Selected tumor-specific mutations (range: 21-45 per patient) were analyzed in mature PB populations (CD19⁺ B-cells, CD3⁺ T-cells, CD56⁺ NK-cells, CD14⁺ monocytes) for 7 aNHL and 7 iNHL (all FL) cases. Strikingly, lymphoma-specific mutations were detected in 6 out of 7 FL cases, with 58% of screened mutations found in at least one cell fraction, compared to only 1% in aNHLs. Mutations were mainly detected in B-cells (8.3%-92.9%; VAF_med 2-34%), with one patient harboring low VAF mutations in T-cells (VAF_med 3.5%). Next, we analyzed hematopoietic stem/progenitor cells (HSPCs) from FL patients in the BM. We excluded B-cells displaying light chain expression matching the lymphoma phenotype to account for potential circulating FL cells. Mutation fractions increased from CD34⁺/C38^-/CD45RA^- multipotent progenitors (3%; VAF_med 1.3%) to CD34⁺/CD38^-/CD45RA⁺ lymphoid progenitors (31%; VAF_med 4%), CD34^-/CD38⁺/CD19⁺ pre B-cells (42%; VAF_med 8%) and B-cells (49%; VAF_med 24.4%). We identified three potential FL origins: 4 patients had mutated multipotent or lymphoid progenitors, 2 patients showed mutation acquisition in committed pre- or mature B-cells, and 1 case had no detected mutations, suggesting all mutations were gained at a single stage of maturation, similar to aNHL. Early mutations in HSPCs affected lymphoma-associated genes i.e. KMT2D, IGLL5, BTG2 and GNAI2. We conducted single-cell RNA sequencing combined with genotyping of selected mutations by long-read sequencing (nanoranger) of BM from FL patients with suspected HSPC involvement. This allowed us to confirm the presence of early mutations in HSPCs (1.5-30% mutated out of 354 genotyped cells).

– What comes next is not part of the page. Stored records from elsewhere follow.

//! Markdown rendering of security reports

use std::fmt::Write;

use crate::security::types::{PackageScan, SecurityReport, Severity};

/// Render a report as Markdown, most severe packages first
pub fn format_report(report: &SecurityReport) -> String {
    let mut out = String::new();
    let s = &report.summary;

    let _ = writeln!(out, "# Security Report: {}", report.source);
    let _ = writeln!(out);
    let _ = writeln!(
        out,
        "Scanned {} packages: {} vulnerable, {} known vulnerabilities.",
        s.total_packages, s.vulnerable_packages, s.total_vulnerabilities
    );
    let _ = writeln!(out);
    let _ = writeln!(out, "| Severity | Count |");
    let _ = writeln!(out, "|----------|-------|");
    for (label, count) in [
        ("Critical", s.critical),
        ("High", s.high),
        ("Medium", s.medium),
        ("Low", s.low),
        ("Unknown", s.unknown),
    ] {
        let _ = writeln!(out, "| {} | {} |", label, count);
    }

    let mut vulnerable: Vec<&PackageScan> =
        report.packages.iter().filter(|p| p.is_vulnerable()).collect();
    vulnerable.sort_by(|a, b| {
        b.highest_severity
            .cmp(&a.highest_severity)
            .then_with(|| b.vulnerabilities.len().cmp(&a.vulnerabilities.len()))
            .then_with(|| a.package.cmp(&b.package))
    });

    for scan in vulnerable {
        let _ = writeln!(out);
        format_package(&mut out, scan);
    }

    let clean: Vec<String> = report
        .packages
        .iter()
        .filter(|p| !p.is_vulnerable())
        .map(|p| format!("{} {}", p.package, p.version))
        .collect();
    if !clean.is_empty() {
        let _ = writeln!(out);
        let _ = writeln!(out, "## No known vulnerabilities");
        let _ = writeln!(out);
        for entry in clean {
            let _ = writeln!(out, "- {}", entry);
        }
    }

    if !report.skipped.is_empty() {
        let _ = writeln!(out);
        let _ = writeln!(out, "## Skipped");
        let _ = writeln!(out);
        for skip in &report.skipped {
            let _ = writeln!(out, "- line {}: `{}` ({})", skip.line, skip.requirement, skip.reason);
        }
    }

    out
}

fn format_package(out: &mut String, scan: &PackageScan) {
    let highest = scan.highest_severity.unwrap_or(Severity::Unknown);
    let _ = writeln!(
        out,
        "## {} {} ({})",
        scan.package,
        scan.version,
        highest.as_str().to_ascii_uppercase()
    );
    let _ = writeln!(out);

    for finding in &scan.vulnerabilities {
        let score = finding
            .cvss_score
            .map(|s| format!(", CVSS {:.1}", s))
            .unwrap_or_default();
        let _ = write!(out, "- **{}** ({}{})", finding.id, finding.severity, score);
        if !finding.summary.is_empty() {
            let _ = write!(out, ": {}", finding.summary);
        }
        let _ = writeln!(out);

        if !finding.aliases.is_empty() {
            let _ = writeln!(out, "  - Aliases: {}", finding.aliases.join(", "));
        }
        if finding.fixed_versions.is_empty() {
            let _ = writeln!(out, "  - Fixed in: no fix released");
        } else {
            let _ = writeln!(out, "  - Fixed in: {}", finding.fixed_versions.join(", "));
        }
    }
}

Our study demonstrates that, unlike aNHL, FL is often preceded by CH and the accumulation of somatic mutations in the normal HSPC compartment, setting the stage for neoplastic transformation. By identifying mutated HSPCs we lay ground for the characterization of FL-initiating cells, which may provide new opportunities for their therapeutic targeting.